Extracted data entries:
--- START ---
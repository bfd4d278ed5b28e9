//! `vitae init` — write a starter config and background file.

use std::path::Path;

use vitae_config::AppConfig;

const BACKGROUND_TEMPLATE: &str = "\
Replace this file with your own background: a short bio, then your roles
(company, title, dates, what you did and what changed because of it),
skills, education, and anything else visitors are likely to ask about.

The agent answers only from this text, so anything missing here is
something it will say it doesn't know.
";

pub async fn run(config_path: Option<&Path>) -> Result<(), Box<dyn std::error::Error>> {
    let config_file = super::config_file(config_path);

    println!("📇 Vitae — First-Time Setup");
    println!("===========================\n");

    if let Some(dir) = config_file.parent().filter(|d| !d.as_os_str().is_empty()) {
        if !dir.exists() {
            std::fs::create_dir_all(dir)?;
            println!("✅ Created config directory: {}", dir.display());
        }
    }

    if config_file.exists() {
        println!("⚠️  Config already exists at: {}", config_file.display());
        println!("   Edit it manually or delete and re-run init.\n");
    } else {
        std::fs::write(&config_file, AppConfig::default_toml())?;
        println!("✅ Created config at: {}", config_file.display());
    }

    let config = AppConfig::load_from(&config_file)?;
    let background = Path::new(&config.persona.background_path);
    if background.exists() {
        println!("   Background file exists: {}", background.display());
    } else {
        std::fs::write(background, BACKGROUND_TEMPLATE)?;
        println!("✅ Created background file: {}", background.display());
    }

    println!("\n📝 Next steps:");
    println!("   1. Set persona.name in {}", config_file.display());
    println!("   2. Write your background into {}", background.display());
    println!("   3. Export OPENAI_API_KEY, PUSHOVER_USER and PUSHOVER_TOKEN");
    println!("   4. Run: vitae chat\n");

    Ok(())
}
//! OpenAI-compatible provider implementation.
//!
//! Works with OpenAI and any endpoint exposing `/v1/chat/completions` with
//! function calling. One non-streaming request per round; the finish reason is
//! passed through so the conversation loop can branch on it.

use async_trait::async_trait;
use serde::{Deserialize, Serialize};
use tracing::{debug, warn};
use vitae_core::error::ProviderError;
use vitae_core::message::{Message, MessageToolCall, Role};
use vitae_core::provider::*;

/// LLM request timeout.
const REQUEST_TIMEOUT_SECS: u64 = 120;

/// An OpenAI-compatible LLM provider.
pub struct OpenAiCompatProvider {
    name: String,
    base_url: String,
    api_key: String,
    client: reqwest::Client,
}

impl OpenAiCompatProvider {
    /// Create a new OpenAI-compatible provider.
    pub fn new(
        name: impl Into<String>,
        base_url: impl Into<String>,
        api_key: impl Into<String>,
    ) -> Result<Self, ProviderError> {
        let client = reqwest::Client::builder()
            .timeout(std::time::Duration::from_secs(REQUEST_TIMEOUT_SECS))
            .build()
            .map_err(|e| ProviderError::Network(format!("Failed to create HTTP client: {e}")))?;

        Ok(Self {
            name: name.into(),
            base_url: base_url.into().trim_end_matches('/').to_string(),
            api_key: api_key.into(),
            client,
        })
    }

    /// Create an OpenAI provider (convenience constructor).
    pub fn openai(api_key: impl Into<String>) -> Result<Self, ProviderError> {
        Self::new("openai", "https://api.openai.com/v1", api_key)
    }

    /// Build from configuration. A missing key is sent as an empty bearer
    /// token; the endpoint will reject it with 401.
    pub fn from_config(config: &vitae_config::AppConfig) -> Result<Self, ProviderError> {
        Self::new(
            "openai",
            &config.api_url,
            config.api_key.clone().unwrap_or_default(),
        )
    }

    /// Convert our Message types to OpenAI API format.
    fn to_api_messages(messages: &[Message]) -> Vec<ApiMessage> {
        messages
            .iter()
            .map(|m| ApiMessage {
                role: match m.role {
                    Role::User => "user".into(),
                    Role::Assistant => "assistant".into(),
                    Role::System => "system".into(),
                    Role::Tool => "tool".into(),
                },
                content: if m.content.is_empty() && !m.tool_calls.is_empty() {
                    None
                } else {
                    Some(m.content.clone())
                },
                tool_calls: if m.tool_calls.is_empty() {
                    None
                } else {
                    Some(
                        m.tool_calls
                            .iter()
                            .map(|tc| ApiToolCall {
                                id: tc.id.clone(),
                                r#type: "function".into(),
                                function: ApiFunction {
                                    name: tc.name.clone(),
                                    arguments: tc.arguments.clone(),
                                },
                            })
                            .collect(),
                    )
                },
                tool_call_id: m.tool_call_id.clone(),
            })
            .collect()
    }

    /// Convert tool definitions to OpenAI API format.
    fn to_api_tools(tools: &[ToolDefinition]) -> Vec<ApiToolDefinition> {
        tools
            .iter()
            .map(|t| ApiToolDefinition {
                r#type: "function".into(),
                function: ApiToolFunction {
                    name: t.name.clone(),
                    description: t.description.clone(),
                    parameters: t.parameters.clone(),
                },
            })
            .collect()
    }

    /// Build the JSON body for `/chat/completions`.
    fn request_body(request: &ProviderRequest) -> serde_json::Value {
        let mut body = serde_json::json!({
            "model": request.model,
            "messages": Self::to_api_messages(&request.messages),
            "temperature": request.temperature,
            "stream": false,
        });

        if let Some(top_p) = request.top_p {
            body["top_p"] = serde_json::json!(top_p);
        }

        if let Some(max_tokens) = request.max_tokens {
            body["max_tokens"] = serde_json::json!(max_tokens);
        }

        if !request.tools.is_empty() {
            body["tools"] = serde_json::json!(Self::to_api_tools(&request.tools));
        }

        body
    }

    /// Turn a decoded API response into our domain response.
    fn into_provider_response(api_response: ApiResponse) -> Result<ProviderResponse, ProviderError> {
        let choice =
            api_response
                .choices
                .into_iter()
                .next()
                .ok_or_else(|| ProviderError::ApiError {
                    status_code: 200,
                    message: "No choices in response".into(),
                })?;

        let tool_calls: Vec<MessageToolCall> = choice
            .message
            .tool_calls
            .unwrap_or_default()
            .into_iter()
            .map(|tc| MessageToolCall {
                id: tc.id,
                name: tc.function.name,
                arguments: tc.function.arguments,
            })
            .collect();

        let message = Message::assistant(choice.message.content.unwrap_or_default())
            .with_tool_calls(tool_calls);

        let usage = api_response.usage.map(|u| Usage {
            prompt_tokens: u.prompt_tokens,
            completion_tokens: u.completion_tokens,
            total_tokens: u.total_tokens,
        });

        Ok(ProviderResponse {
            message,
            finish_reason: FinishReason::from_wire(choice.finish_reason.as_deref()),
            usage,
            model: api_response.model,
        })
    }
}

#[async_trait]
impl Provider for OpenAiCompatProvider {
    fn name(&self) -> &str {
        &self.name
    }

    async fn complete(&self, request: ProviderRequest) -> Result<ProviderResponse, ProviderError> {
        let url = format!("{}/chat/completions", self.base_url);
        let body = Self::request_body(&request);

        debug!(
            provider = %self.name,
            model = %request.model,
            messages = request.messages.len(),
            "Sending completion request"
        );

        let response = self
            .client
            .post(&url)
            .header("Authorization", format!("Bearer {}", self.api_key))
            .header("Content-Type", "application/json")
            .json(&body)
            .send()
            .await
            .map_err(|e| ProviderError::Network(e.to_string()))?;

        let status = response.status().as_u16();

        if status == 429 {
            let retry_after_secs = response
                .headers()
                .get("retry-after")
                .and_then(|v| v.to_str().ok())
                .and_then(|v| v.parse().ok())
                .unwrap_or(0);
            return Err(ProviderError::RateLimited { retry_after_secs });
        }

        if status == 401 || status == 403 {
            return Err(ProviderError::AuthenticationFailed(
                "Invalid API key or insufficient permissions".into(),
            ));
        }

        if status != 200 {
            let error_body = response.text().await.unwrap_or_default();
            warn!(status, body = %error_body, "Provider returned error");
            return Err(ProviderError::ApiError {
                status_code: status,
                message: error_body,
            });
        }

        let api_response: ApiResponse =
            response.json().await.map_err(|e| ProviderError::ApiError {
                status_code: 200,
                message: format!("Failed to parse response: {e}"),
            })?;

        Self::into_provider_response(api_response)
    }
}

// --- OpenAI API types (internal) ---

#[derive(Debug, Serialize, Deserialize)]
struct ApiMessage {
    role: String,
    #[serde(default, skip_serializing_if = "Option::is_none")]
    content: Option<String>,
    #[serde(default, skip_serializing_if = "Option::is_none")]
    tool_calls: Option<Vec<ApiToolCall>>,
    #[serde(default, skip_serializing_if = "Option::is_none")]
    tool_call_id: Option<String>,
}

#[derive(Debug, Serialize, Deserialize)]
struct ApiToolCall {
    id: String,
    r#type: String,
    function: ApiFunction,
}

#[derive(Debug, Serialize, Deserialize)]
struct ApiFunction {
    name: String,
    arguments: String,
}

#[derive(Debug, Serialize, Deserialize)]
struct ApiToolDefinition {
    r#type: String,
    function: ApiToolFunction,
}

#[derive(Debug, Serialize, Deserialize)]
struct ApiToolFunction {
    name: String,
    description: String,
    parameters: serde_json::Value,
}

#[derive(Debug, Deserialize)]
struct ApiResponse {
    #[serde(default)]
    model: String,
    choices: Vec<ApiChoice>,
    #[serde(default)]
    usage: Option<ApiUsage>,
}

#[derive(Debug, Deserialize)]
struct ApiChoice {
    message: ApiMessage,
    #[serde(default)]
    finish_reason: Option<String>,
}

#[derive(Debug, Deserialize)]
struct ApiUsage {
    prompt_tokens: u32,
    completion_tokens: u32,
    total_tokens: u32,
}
--- END ---
--- START ---
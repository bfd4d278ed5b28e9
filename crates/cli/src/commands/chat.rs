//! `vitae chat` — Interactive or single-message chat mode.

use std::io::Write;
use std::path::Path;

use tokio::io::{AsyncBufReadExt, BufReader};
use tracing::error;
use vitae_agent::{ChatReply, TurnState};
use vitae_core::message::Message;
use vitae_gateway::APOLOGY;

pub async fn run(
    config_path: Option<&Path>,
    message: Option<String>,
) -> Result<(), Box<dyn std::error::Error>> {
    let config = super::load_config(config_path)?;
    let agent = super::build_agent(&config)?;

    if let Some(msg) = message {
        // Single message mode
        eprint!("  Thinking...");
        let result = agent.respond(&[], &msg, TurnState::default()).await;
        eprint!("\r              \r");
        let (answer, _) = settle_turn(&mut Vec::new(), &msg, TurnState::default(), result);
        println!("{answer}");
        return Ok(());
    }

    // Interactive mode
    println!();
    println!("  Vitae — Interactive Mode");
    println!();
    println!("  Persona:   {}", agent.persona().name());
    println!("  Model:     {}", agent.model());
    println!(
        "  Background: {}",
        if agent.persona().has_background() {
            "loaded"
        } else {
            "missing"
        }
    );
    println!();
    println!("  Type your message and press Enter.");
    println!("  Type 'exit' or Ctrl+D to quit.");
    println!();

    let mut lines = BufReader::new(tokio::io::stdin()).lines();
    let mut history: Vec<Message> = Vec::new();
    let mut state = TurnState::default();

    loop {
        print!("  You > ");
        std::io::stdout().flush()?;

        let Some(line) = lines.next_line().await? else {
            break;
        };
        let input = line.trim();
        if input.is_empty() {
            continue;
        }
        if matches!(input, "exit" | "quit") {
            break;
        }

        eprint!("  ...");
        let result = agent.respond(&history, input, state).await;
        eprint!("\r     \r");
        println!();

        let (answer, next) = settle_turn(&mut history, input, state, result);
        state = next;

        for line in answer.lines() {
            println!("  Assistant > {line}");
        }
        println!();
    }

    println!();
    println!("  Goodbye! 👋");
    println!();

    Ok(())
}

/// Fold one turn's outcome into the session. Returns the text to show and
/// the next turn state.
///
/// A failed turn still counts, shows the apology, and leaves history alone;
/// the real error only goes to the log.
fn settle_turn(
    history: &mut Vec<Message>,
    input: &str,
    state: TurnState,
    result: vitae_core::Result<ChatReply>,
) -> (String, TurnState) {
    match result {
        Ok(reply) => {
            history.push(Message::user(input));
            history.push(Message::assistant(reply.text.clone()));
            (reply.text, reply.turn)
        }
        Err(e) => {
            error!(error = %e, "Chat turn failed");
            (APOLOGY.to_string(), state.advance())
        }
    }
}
--- END ---
* **EXERCISE DETAILS**:
All lines in the records with the string "AppConfig" should be copied out.

* **THE COMPLETED TASK**:
use vitae_config::AppConfig;
        std::fs::write(&config_file, AppConfig::default_toml())?;
    let config = AppConfig::load_from(&config_file)?;
    pub fn from_config(config: &vitae_config::AppConfig) -> Result<Self, ProviderError> {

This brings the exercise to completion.